You want your children to be successful in school and in life. You can start right now by giving your children a foundation for success.
1. Make your home a learning place.
- Ask your children about the things they learn in school. Ask specifics that require more than a "yes" or "no" answer.
- Have a set of encyclopedias in your home or access to encyclopedias and reliable information online so you can look things up when someone has a question. Even an old, used set can answer most questions.
- Keep many good books in your home. Some can be bought cheaply at used bookstores or library sales.
- Notice your children's interests and praise them for what they are learning.
- Limit the amount of television to allow for other learning activities, such as reading, talking or exploring.
- Also limit the amount of time spent in front of a computer if there is one in the home.
- Provide a special place for your children to keep their books.
- Display your children's drawings or schoolwork on the refrigerator or wall.
- Have a special box or treasure chest where your children can keep their special projects and papers.

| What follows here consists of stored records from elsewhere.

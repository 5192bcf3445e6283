//! Purge Scheduler - Recurring trigger for the quote purge
//!
//! Runs the purge on a fixed interval in the background, records every
//! outcome in the run log, and never lets a run failure escape the loop.

use crate::application::purge::QuotePurgeService;
use crate::port::{RunLog, RunRecord, TimeProvider};
use std::sync::Arc;
use std::time::{Duration, Instant};
use tokio::sync::watch;
use tokio::time::interval;
use tracing::{error, info};

pub struct PurgeScheduler {
    purge: Arc<QuotePurgeService>,
    run_log: Arc<dyn RunLog>,
    time: Arc<dyn TimeProvider>,
    interval_hours: u64,
}

impl PurgeScheduler {
    pub fn new(
        purge: Arc<QuotePurgeService>,
        run_log: Arc<dyn RunLog>,
        time: Arc<dyn TimeProvider>,
        interval_hours: u64,
    ) -> Self {
        Self {
            purge,
            run_log,
            time,
            interval_hours,
        }
    }

    /// Run the schedule loop (background task)
    ///
    /// The first run happens immediately on start; afterwards one run per
    /// interval until the shutdown signal fires. Should be spawned in
    /// tokio::spawn.
    pub async fn run(self, mut shutdown: watch::Receiver<bool>) {
        info!(
            interval_hours = self.interval_hours,
            "Purge scheduler started"
        );

        let mut tick = interval(Duration::from_secs(self.interval_hours * 3600));

        loop {
            tokio::select! {
                _ = tick.tick() => {
                    self.run_once().await;
                }
                _ = shutdown.changed() => {
                    info!("Purge scheduler stopping");
                    break;
                }
            }
        }
    }

    /// Run the purge once and record the outcome
    ///
    /// Failures (including the disabled check) are absorbed here: they are
    /// logged and recorded but never propagated to the schedule loop.
    pub async fn run_once(&self) -> RunRecord {
        let started_at = self.time.now_millis();
        let started = Instant::now();

        let record = match self.purge.execute(false).await {
            Ok(deleted) => {
                let elapsed = started.elapsed().as_secs_f64();
                let message = format!("Deleted {} quote(s) in {:.5} seconds.", deleted, elapsed);
                info!(deleted, elapsed_seconds = elapsed, "{}", message);
                RunRecord {
                    started_at,
                    elapsed_seconds: elapsed,
                    deleted: deleted as i64,
                    success: true,
                    message,
                }
            }
            Err(e) => {
                let elapsed = started.elapsed().as_secs_f64();
                let message = format!("Error during quote maintenance: {}", e);
                error!(error = ?e, "Scheduled quote maintenance failed");
                RunRecord {
                    started_at,
                    elapsed_seconds: elapsed,
                    deleted: 0,
                    success: false,
                    message,
                }
            }
        };

        if let Err(e) = self.run_log.record(&record).await {
            error!(error = ?e, "Failed to record purge run");
        }

        record
    }
}
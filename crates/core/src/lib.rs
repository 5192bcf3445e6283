// Quotesweep Core - Domain Logic & Ports
// NO infrastructure dependencies: adapters implement the ports

pub mod application;
pub mod domain;
pub mod error;
pub mod port;

pub use error::{AppError, Result};

pub const VERSION: &str = env!("CARGO_PKG_VERSION");
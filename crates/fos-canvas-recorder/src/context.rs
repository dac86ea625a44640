//! Rendering Contexts
//!
//! What the assembler needs from any bound context, and the value returned
//! by `getContext`.

use crate::context2d::Recording2dContext;
use crate::element::RecordedElement;
use crate::webgl::RecordingWebGlContext;

/// Context type accepted by `getContext`
#[derive(Debug, Clone, Copy, PartialEq, Eq, Hash)]
pub enum ContextKind {
    TwoD,
    WebGl,
}

impl ContextKind {
    /// Type string used by `getContext`
    pub fn as_str(self) -> &'static str {
        match self {
            Self::TwoD => "2d",
            Self::WebGl => "webgl",
        }
    }

    /// Recognized context types; anything else yields no context
    pub fn from_type(context_type: &str) -> Option<Self> {
        match context_type {
            "2d" => Some(Self::TwoD),
            "webgl" => Some(Self::WebGl),
            _ => None,
        }
    }

    /// Prefix of the context variable name (`_c0`, `_cgl0`)
    pub(crate) fn var_prefix(self) -> &'static str {
        match self {
            Self::TwoD => "_c",
            Self::WebGl => "_cgl",
        }
    }
}

/// A context whose calls are captured as statements
pub trait RecordedContext {
    fn kind(&self) -> ContextKind;

    /// Variable name of the context in the script
    fn var_name(&self) -> &str;

    /// All statements in call order
    fn statements(&self) -> Vec<String>;

    /// Statements joined with `separator`
    fn script(&self, separator: &str) -> String {
        self.statements().join(separator)
    }

    /// Elements this context draws from, in first-use order
    fn sources(&self) -> Vec<RecordedElement> {
        Vec::new()
    }
}

/// Context bound to a canvas
#[derive(Debug, Clone)]
pub enum RenderingContext {
    TwoD(Recording2dContext),
    WebGl(RecordingWebGlContext),
}

impl RenderingContext {
    pub fn as_2d(&self) -> Option<&Recording2dContext> {
        match self {
            Self::TwoD(ctx) => Some(ctx),
            Self::WebGl(_) => None,
        }
    }

    pub fn as_webgl(&self) -> Option<&RecordingWebGlContext> {
        match self {
            Self::WebGl(ctx) => Some(ctx),
            Self::TwoD(_) => None,
        }
    }

    pub fn into_2d(self) -> Option<Recording2dContext> {
        match self {
            Self::TwoD(ctx) => Some(ctx),
            Self::WebGl(_) => None,
        }
    }

    pub fn into_webgl(self) -> Option<RecordingWebGlContext> {
        match self {
            Self::WebGl(ctx) => Some(ctx),
            Self::TwoD(_) => None,
        }
    }

    pub fn as_recorded(&self) -> &dyn RecordedContext {
        match self {
            Self::TwoD(ctx) => ctx,
            Self::WebGl(ctx) => ctx,
        }
    }
}

impl RecordedContext for RenderingContext {
    fn kind(&self) -> ContextKind {
        self.as_recorded().kind()
    }

    fn var_name(&self) -> &str {
        self.as_recorded().var_name()
    }

    fn statements(&self) -> Vec<String> {
        self.as_recorded().statements()
    }

    fn sources(&self) -> Vec<RecordedElement> {
        self.as_recorded().sources()
    }
}
//! Recorder configuration.

use serde::{Deserialize, Serialize};

/// Configuration shared by every element a recording document creates.
#[derive(Clone, Debug, PartialEq, Serialize, Deserialize)]
#[serde(default)]
pub struct RecorderConfig {
    /// Separator written after every assembled statement.
    pub line_terminator: String,
    /// Refuse `getContext` for a type other than the one first bound.
    /// When disabled, the bound context is returned for any recognized type.
    pub lock_context_type: bool,
    /// Give `img` elements ids and track their `src` for assembly.
    pub record_images: bool,
    /// Initial width of recorded canvases.
    pub canvas_width: u32,
    /// Initial height of recorded canvases.
    pub canvas_height: u32,
}

impl Default for RecorderConfig {
    fn default() -> Self {
        Self {
            line_terminator: "\r\n".to_string(),
            lock_context_type: true,
            record_images: true,
            canvas_width: 300,
            canvas_height: 150,
        }
    }
}

impl RecorderConfig {
    /// Parse a JSON configuration; missing keys take their defaults.
    pub fn from_json(text: &str) -> crate::Result<Self> {
        Ok(serde_json::from_str(text)?)
    }

    /// Set the statement terminator.
    pub fn with_line_terminator(mut self, terminator: impl Into<String>) -> Self {
        self.line_terminator = terminator.into();
        self
    }

    /// Enable or disable the context type lock.
    pub fn with_context_type_lock(mut self, lock: bool) -> Self {
        self.lock_context_type = lock;
        self
    }

    /// Enable or disable `img` recording.
    pub fn with_image_recording(mut self, record: bool) -> Self {
        self.record_images = record;
        self
    }

    /// Set the initial canvas extent.
    pub fn with_canvas_size(mut self, width: u32, height: u32) -> Self {
        self.canvas_width = width;
        self.canvas_height = height;
        self
    }
}

#[cfg(test)]
mod tests {
    use super::*;

    #[test]
    fn test_defaults() {
        let config = RecorderConfig::default();
        assert_eq!(config.line_terminator, "\r\n");
        assert!(config.lock_context_type);
        assert!(config.record_images);
        assert_eq!((config.canvas_width, config.canvas_height), (300, 150));
    }

    #[test]
    fn test_from_json_partial() {
        let config = RecorderConfig::from_json(r#"{ "line_terminator": "\n", "canvas_width": 64 }"#).unwrap();
        assert_eq!(config.line_terminator, "\n");
        assert_eq!(config.canvas_width, 64);
        assert_eq!(config.canvas_height, 150);
        assert!(config.lock_context_type);
    }

    #[test]
    fn test_from_json_invalid() {
        let err = RecorderConfig::from_json("{ not json").unwrap_err();
        assert!(matches!(err, crate::RecordError::InvalidConfig(_)));
    }

    #[test]
    fn test_builders() {
        let config = RecorderConfig::default()
            .with_line_terminator("\n")
            .with_context_type_lock(false)
            .with_image_recording(false)
            .with_canvas_size(10, 20);
        assert_eq!(config.line_terminator, "\n");
        assert!(!config.lock_context_type);
        assert!(!config.record_images);
        assert_eq!((config.canvas_width, config.canvas_height), (10, 20));
    }
}
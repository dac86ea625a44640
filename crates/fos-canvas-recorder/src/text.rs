//! Text Measurement
//!
//! `measureText` is answered without a replay step by an external
//! measurement function; only `(width, height, descent)` is asked of it.

/// Size reported by a [`TextMeasurer`]
#[derive(Debug, Clone, Copy, Default, PartialEq)]
pub struct TextSize {
    pub width: f64,
    pub height: f64,
    pub descent: f64,
}

/// Text measurement collaborator
pub trait TextMeasurer {
    fn measure(&self, font: &str, text: &str) -> TextSize;
}

impl<F> TextMeasurer for F
where
    F: Fn(&str, &str) -> TextSize,
{
    fn measure(&self, font: &str, text: &str) -> TextSize {
        self(font, text)
    }
}

/// Text metrics
#[derive(Debug, Clone, Default, PartialEq)]
pub struct TextMetrics {
    pub width: f64,
    pub actual_bounding_box_left: f64,
    pub actual_bounding_box_right: f64,
    pub font_bounding_box_ascent: f64,
    pub font_bounding_box_descent: f64,
    pub actual_bounding_box_ascent: f64,
    pub actual_bounding_box_descent: f64,
}

impl TextMetrics {
    /// Synthesize the bounding boxes from a measured size
    pub fn from_size(size: TextSize) -> Self {
        Self {
            width: size.width,
            actual_bounding_box_left: -1.0,
            actual_bounding_box_right: size.width + 1.0,
            font_bounding_box_ascent: size.height,
            font_bounding_box_descent: size.descent,
            actual_bounding_box_ascent: size.height - size.descent,
            actual_bounding_box_descent: size.descent,
        }
    }
}

/// Estimates every glyph with the same advance, scaled by the font size
#[derive(Debug, Clone, Copy, PartialEq)]
pub struct FixedPitchMeasurer {
    /// Advance per character as a fraction of the font size
    pub advance_ratio: f64,
    /// Descent as a fraction of the font size
    pub descent_ratio: f64,
}

impl Default for FixedPitchMeasurer {
    fn default() -> Self {
        Self {
            advance_ratio: 0.6,
            descent_ratio: 0.2,
        }
    }
}

impl FixedPitchMeasurer {
    const DEFAULT_FONT_SIZE: f64 = 10.0;

    /// Font size in px from a CSS font shorthand (`bold 12px serif`, `9pt Arial`)
    pub fn font_size(font: &str) -> f64 {
        for token in font.split_whitespace() {
            // `12px/1.5` carries a line height
            let token = token.split('/').next().unwrap_or(token);
            if let Some(px) = token.strip_suffix("px") {
                if let Ok(size) = px.parse::<f64>() {
                    return size;
                }
            } else if let Some(pt) = token.strip_suffix("pt") {
                if let Ok(size) = pt.parse::<f64>() {
                    return size * 4.0 / 3.0;
                }
            }
        }
        Self::DEFAULT_FONT_SIZE
    }
}

impl TextMeasurer for FixedPitchMeasurer {
    fn measure(&self, font: &str, text: &str) -> TextSize {
        let size = Self::font_size(font);
        TextSize {
            width: text.chars().count() as f64 * size * self.advance_ratio,
            height: size,
            descent: size * self.descent_ratio,
        }
    }
}
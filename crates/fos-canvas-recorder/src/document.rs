//! Recording Document
//!
//! Wraps a host document's element factory. `canvas` and `img` elements
//! get synthetic ids and recorders; everything else passes straight through.

use std::cell::RefCell;
use std::rc::Rc;

use fos_dom::{Document, NodeId};

use crate::config::RecorderConfig;
use crate::element::{Canvas, Element, ElementKind, Image};
use crate::text::TextMeasurer;

/// Document operations the recorder relies on
pub trait HostDocument {
    type Node: Clone;

    /// Create a detached element
    fn create_element(&mut self, local_name: &str) -> Self::Node;

    /// Assign the `id` attribute
    fn set_element_id(&mut self, node: &Self::Node, id: &str);

    /// Ids of connected elements with the given tag, in tree order
    fn element_ids_by_tag_name(&self, tag_name: &str) -> Vec<String>;
}

impl HostDocument for Document {
    type Node = NodeId;

    fn create_element(&mut self, local_name: &str) -> NodeId {
        Document::create_element(self, local_name)
    }

    fn set_element_id(&mut self, node: &NodeId, id: &str) {
        if let Err(err) = self.set_attribute(*node, "id", id) {
            tracing::warn!(?node, %id, %err, "failed to assign element id");
        }
    }

    fn element_ids_by_tag_name(&self, tag_name: &str) -> Vec<String> {
        self.get_elements_by_tag_name(tag_name)
            .into_iter()
            .filter_map(|node| self.get_attribute(node, "id").map(str::to_string))
            .collect()
    }
}

/// Host document with recording element creation
pub struct RecordingDocument<H> {
    host: H,
    config: Rc<RecorderConfig>,
    measurer: Rc<dyn TextMeasurer>,
    canvases: Rc<RefCell<Vec<Canvas>>>,
    images: Vec<Image>,
}

/// Install the recorder with the default configuration
pub fn install_recorder<H, M>(host: H, measurer: M) -> RecordingDocument<H>
where
    H: HostDocument,
    M: TextMeasurer + 'static,
{
    install_recorder_with_config(host, measurer, RecorderConfig::default())
}

/// Install the recorder
pub fn install_recorder_with_config<H, M>(
    host: H,
    measurer: M,
    config: RecorderConfig,
) -> RecordingDocument<H>
where
    H: HostDocument,
    M: TextMeasurer + 'static,
{
    tracing::debug!(?config, "canvas recorder installed");
    RecordingDocument {
        host,
        config: Rc::new(config),
        measurer: Rc::new(measurer),
        canvases: Rc::new(RefCell::new(Vec::new())),
        images: Vec::new(),
    }
}

impl<H: HostDocument> RecordingDocument<H> {
    /// Create an element through the host, attaching a recorder to
    /// `canvas` and `img` (case-insensitive)
    pub fn create_element(&mut self, local_name: &str) -> Element<H::Node> {
        let node = self.host.create_element(local_name);

        let kind = if local_name.eq_ignore_ascii_case("canvas") {
            let index = self.canvases.borrow().len();
            let canvas = Canvas::new(index, self.measurer.clone(), self.config.clone());
            self.host.set_element_id(&node, canvas.id());
            tracing::debug!(id = canvas.id(), "canvas created");
            self.canvases.borrow_mut().push(canvas.clone());
            ElementKind::Canvas(canvas)
        } else if self.config.record_images && local_name.eq_ignore_ascii_case("img") {
            let image = Image::new(self.images.len(), Rc::downgrade(&self.canvases));
            self.host.set_element_id(&node, image.id());
            tracing::debug!(id = image.id(), "image created");
            self.images.push(image.clone());
            ElementKind::Image(image)
        } else {
            ElementKind::Other
        };

        Element::new(node, kind)
    }

    /// Concatenate all recorded statements in dependency order
    pub fn assemble_script(&self) -> String {
        crate::assembler::assemble_script(self)
    }
}

impl<H> RecordingDocument<H> {
    pub fn host(&self) -> &H {
        &self.host
    }

    pub fn host_mut(&mut self) -> &mut H {
        &mut self.host
    }

    pub fn config(&self) -> &RecorderConfig {
        &self.config
    }

    /// Every canvas created so far, in creation order
    pub fn canvases(&self) -> Vec<Canvas> {
        self.canvases.borrow().clone()
    }

    /// Every image created so far, in creation order
    pub fn images(&self) -> &[Image] {
        &self.images
    }

    pub fn canvas_by_id(&self, id: &str) -> Option<Canvas> {
        self.canvases.borrow().iter().find(|c| c.id() == id).cloned()
    }

    pub fn image_by_id(&self, id: &str) -> Option<Image> {
        self.images.iter().find(|i| i.id() == id).cloned()
    }

    /// Remove the recorder, returning the host document
    pub fn into_host(self) -> H {
        self.host
    }
}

2. Plan family learning activities.
- Take your children to the library. Help them pick out books. Help them get their own library cards.
- Take your children to ordinary places with you and talk about what you see. Trips to the grocery store, hardware store, post office and bank can all be learning opportunities.
- Ask your children questions. "How do you feel about that?" "What do you think that means?" Listen carefully to what they say.
- Encourage hobbies that will help them learn and feel successful: building, cooking, drawing, collecting bugs, collecting stamps.
- Provide paper, crayons and markers for drawing and writing.
- Set a special time each week when the family can get together to talk about their family heritage, play board games or just have fun together.
3. Start early and adapt to the needs of your children.
Birth to two years:
- Even when children are very young, they enjoy having people talk to them lovingly and tell them stories. Help them learn the names for things even before they are able to talk.
- Use everyday routines to teach children. For example, while getting dressed, talk about the names of the body parts and the clothing.
- Begin to look at books together. Select books with sturdy pages that children can turn. Sing together.
Two to four years:
- Talk in simple sentences with your children. Listen to their ideas without criticizing their mistakes. Talk with them about things that interest them. Children at this age enjoy silly rhymes, guessing games, tongue-twisters, riddles, chants and secrets. Enjoying language with them is important at this age.
- Notice and compliment your children's ideas. Say things like: "What a great idea." "I'm glad you thought of that." "I like your ideas."
- Play games with your children in which they listen to and follow directions. Games like "Simon says" are good.
Four to six years:
- Assist children in solving everyday problems. For example, instead of directing children on how to get ready for bed, ask them, "What do we need to do next to get ready for bed?"
- Four- to six-year-olds enjoy imagining, talking about their ideas and feelings, and telling tall tales. Help them with reading and writing. Reading familiar stories with them may allow them to take part in the story. Let them tell parts or all of a story.
- Provide children with writing materials and encourage them to make signs, to draw, to scribble and to write.
- Use everyday situations to help children understand math. Ask them to help you count. Play with adding and subtracting things, dividing things into groups and other math concepts.
Six to eight years:
- Let your children help you plan, shop for and prepare meals.
- Let children write, produce and present short skits for family gatherings and holidays.
- Give children small responsibilities. Put them in charge of recycling aluminum or feeding the pets.
- Encourage your children to develop hobbies such as stamp collecting, drawing or bird watching.
As children get older, they can take more responsibility for their own learning. You can help them by asking questions, encouraging their explorations and providing many learning opportunities.
4. Work with other people who will help your children learn and develop.
- Build good relationships with your children's teachers. Ask the teachers what you can do at home to help your children succeed at school.
- Support your child’s involvement in co-curricular activities such as clubs like the 4-H program where science and math skills are integrated into life skills such as leadership and character development. Research indicates that children whose parents are involved and interested in their schooling and their children’s interests will be successful in the future.
You can make a big difference in the attitudes your children have about learning. As you learn and involve your children in learning, they're likely to develop into successful students.
You can help your children by being understanding when they experience failures, too. Everyone makes mistakes. Everyone mispronounces a word. Everyone fails in something once in a while. It helps children when you offer understanding and support. It discourages them when you expect perfection.